25 March 2026, 10:16

Zwei Jahre nach dem Brandanschlag in Solingen: Opfer kämpfen noch immer um Gerechtigkeit

Schwarze und weiße Gravur einer Gruppe von Menschen, die um ein Feuer versammelt sind, einige sehen ängstlich nach oben und andere ehrfürchtig nach unten, mit Text oben und unten auf dem Papier.

Zwei Jahre nach dem Brandanschlag in Solingen: Opfer kämpfen noch immer um Gerechtigkeit

Zwei Jahre nach dem tödlichen Brandanschlag in Solingen warten Überlebende und Angehörige der Opfer noch immer auf Entschädigungen. Das Feuer, das Daniel S. im März 2024 legte, forderte vier Menschenleben und hinterließ andere mit lebensverändernden Verletzungen. Nun kämpfen die Betroffenen um finanzielle Unterstützung nach dem deutschen Opferentschädigungsgesetz.

In den frühen Morgenstunden des 25. März 2024 zündete der damals 39-jährige Daniel S. vorsätzlich ein Wohnhaus in der Grünewalder Straße an. Bei dem Brand kam eine junge Familie ums Leben, während ein Paar mit einem Kleinkind durch den Sprung aus dem dritten Stock überlebte – alle drei erlitten schwere Verletzungen.

Der Täter wurde später zu lebenslanger Haft mit anschließender Sicherungsverwahrung verurteilt. Doch die Opfer und ihre Angehörigen haben bis heute keine Entschädigung erhalten.

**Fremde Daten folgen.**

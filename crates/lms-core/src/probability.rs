// Per-week win probability data.
//
// Entries keep the order in which the data supplied them: that order is the
// tie-break order of the recommender. Malformed values are retained so the
// table mirrors its source, and filtered wherever candidates are drawn.

use std::collections::BTreeMap;

use serde_json::Value;
use thiserror::Error;
use tracing::warn;

use crate::team::{Team, TeamRegistry};

/// 1-based week number within a season.
pub type Week = u32;

// ---------------------------------------------------------------------------
// Error types
// ---------------------------------------------------------------------------

#[derive(Debug, Error)]
pub enum TableError {
    #[error("invalid probability JSON: {0}")]
    Json(#[from] serde_json::Error),

    #[error("probability data must be a JSON object keyed by week number")]
    NotAnObject,

    #[error("invalid week key `{0}`: expected an integer >= 1")]
    InvalidWeek(String),

    #[error("week {week} must map team names to probabilities")]
    WeekNotAnObject { week: Week },
}

// ---------------------------------------------------------------------------
// Entries
// ---------------------------------------------------------------------------

/// A single (team, probability) row for one week. `probability` is `None`
/// when the source value was not a number at all.
#[derive(Debug, Clone, PartialEq)]
pub struct ProbabilityEntry {
    pub team: Team,
    pub probability: Option<f64>,
}

impl ProbabilityEntry {
    /// The probability if it can be used as a pick candidate.
    pub fn usable(&self) -> Option<f64> {
        self.probability.filter(|p| is_usable(*p))
    }
}

/// Whether `p` is a valid candidate probability: finite and within (0, 1].
pub fn is_usable(p: f64) -> bool {
    p.is_finite() && p > 0.0 && p <= 1.0
}

/// One week of team probabilities, in data order.
#[derive(Debug, Clone, Default, PartialEq)]
pub struct WeekProbabilities {
    entries: Vec<ProbabilityEntry>,
}

impl WeekProbabilities {
    pub fn new() -> Self {
        Self::default()
    }

    /// Append an entry. A team already present keeps its first value.
    pub fn push(&mut self, team: Team, probability: Option<f64>) {
        if self.entries.iter().any(|e| e.team == team) {
            warn!("duplicate probability entry for '{}', keeping the first", team);
            return;
        }
        self.entries.push(ProbabilityEntry { team, probability });
    }

    pub fn entries(&self) -> &[ProbabilityEntry] {
        &self.entries
    }

    pub fn is_empty(&self) -> bool {
        self.entries.is_empty()
    }

    pub fn len(&self) -> usize {
        self.entries.len()
    }

    /// Usable probability for `team`, if any.
    pub fn get(&self, team: &Team) -> Option<f64> {
        self.entries
            .iter()
            .find(|e| &e.team == team)
            .and_then(ProbabilityEntry::usable)
    }

    /// Valid candidates in data order.
    pub fn candidates(&self) -> impl Iterator<Item = (&Team, f64)> {
        self.entries
            .iter()
            .filter_map(|e| e.usable().map(|p| (&e.team, p)))
    }
}

impl<T: Into<Team>> FromIterator<(T, f64)> for WeekProbabilities {
    fn from_iter<I: IntoIterator<Item = (T, f64)>>(iter: I) -> Self {
        let mut week = WeekProbabilities::new();
        for (team, p) in iter {
            week.push(team.into(), Some(p));
        }
        week
    }
}

// ---------------------------------------------------------------------------
// Table
// ---------------------------------------------------------------------------

/// Week number -> that week's probabilities. Read-only once assembled.
#[derive(Debug, Clone, Default, PartialEq)]
pub struct ProbabilityTable {
    weeks: BTreeMap<Week, WeekProbabilities>,
}

impl ProbabilityTable {
    pub fn new() -> Self {
        Self::default()
    }

    /// Parse `{"7": {"Chiefs": 0.788, ...}, "8": {...}}`. Team order within
    /// a week follows the document. Non-numeric values are kept as unusable
    /// entries rather than rejected.
    pub fn from_json_str(text: &str) -> Result<Self, TableError> {
        let value: Value = serde_json::from_str(text)?;
        Self::from_json_value(&value)
    }

    pub fn from_json_value(value: &Value) -> Result<Self, TableError> {
        let Value::Object(weeks) = value else {
            return Err(TableError::NotAnObject);
        };

        let mut table = ProbabilityTable::new();
        for (key, teams) in weeks {
            let week = parse_week(key)?;
            let Value::Object(teams) = teams else {
                return Err(TableError::WeekNotAnObject { week });
            };
            let mut probabilities = WeekProbabilities::new();
            for (team, raw) in teams {
                let name = team.trim();
                if name.is_empty() {
                    continue;
                }
                probabilities.push(Team::new(name), raw.as_f64());
            }
            table.insert_week(week, probabilities);
        }
        Ok(table)
    }

    /// Insert or replace a full week.
    pub fn insert_week(&mut self, week: Week, probabilities: WeekProbabilities) {
        self.weeks.insert(week, probabilities);
    }

    /// `None` means no modeled data for the week; that is not an error.
    pub fn lookup(&self, week: Week) -> Option<&WeekProbabilities> {
        self.weeks.get(&week)
    }

    /// First week in `from..=through` that has data.
    pub fn next_week_with_data(
        &self,
        from: Week,
        through: Week,
    ) -> Option<(Week, &WeekProbabilities)> {
        if from > through {
            return None;
        }
        self.weeks.range(from..=through).next().map(|(w, p)| (*w, p))
    }

    /// Copy of the table with every team spelled the way `registry` spells
    /// it. Names the registry does not know are kept as they are.
    pub fn canonicalized(&self, registry: &TeamRegistry) -> ProbabilityTable {
        let mut table = ProbabilityTable::new();
        for (week, probabilities) in &self.weeks {
            let mut canonical = WeekProbabilities::new();
            for entry in probabilities.entries() {
                let team = registry
                    .resolve(entry.team.name())
                    .cloned()
                    .unwrap_or_else(|| entry.team.clone());
                canonical.push(team, entry.probability);
            }
            table.insert_week(*week, canonical);
        }
        table
    }

    pub fn weeks(&self) -> impl Iterator<Item = (Week, &WeekProbabilities)> {
        self.weeks.iter().map(|(w, p)| (*w, p))
    }

    pub fn week_count(&self) -> usize {
        self.weeks.len()
    }

    pub fn is_empty(&self) -> bool {
        self.weeks.is_empty()
    }
}

fn parse_week(key: &str) -> Result<Week, TableError> {
    match key.trim().parse::<Week>() {
        Ok(week) if week >= 1 => Ok(week),
        _ => Err(TableError::InvalidWeek(key.to_string())),
    }
}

Nach deutschem Recht werden solche Leistungen nur gewährt, wenn die Tat aus staatfeindlicher Gesinnung, Antisemitismus oder Rassismus motiviert war – was in diesem Fall offiziell nicht bestätigt wurde.

Einige Anwälte und Familienmitglieder argumentieren jedoch, dass Fremdenfeindlichkeit eine Rolle spielte. Um Anspruch auf Unterstützung zu haben, müssen die Eltern der Verstorbenen nun nachweisen, dass sie einen "Schockschaden" – also ein psychisches Trauma – erlitten haben. Die Opferberatung Rheinland unterstützt die Betroffenen bei den juristischen Schritten.

Anlässlich des zweiten Jahrestages der Tragödie ist in Solingen eine Gedenkveranstaltung geplant, an der etwa 100 Menschen teilnehmen sollen.

Die Wartezeit auf Entschädigung zieht sich hin, während Überlebende und Familien weiter rechtliche Wege beschreiten. Ohne offizielle Anerkennung als Hassverbrechen stoßen ihre Forderungen auf erhebliche Hindernisse. Unterdessen bereitet sich die Gemeinschaft darauf vor, bei einer bevorstehenden Gedenkfeier der Opfer zu gedenken.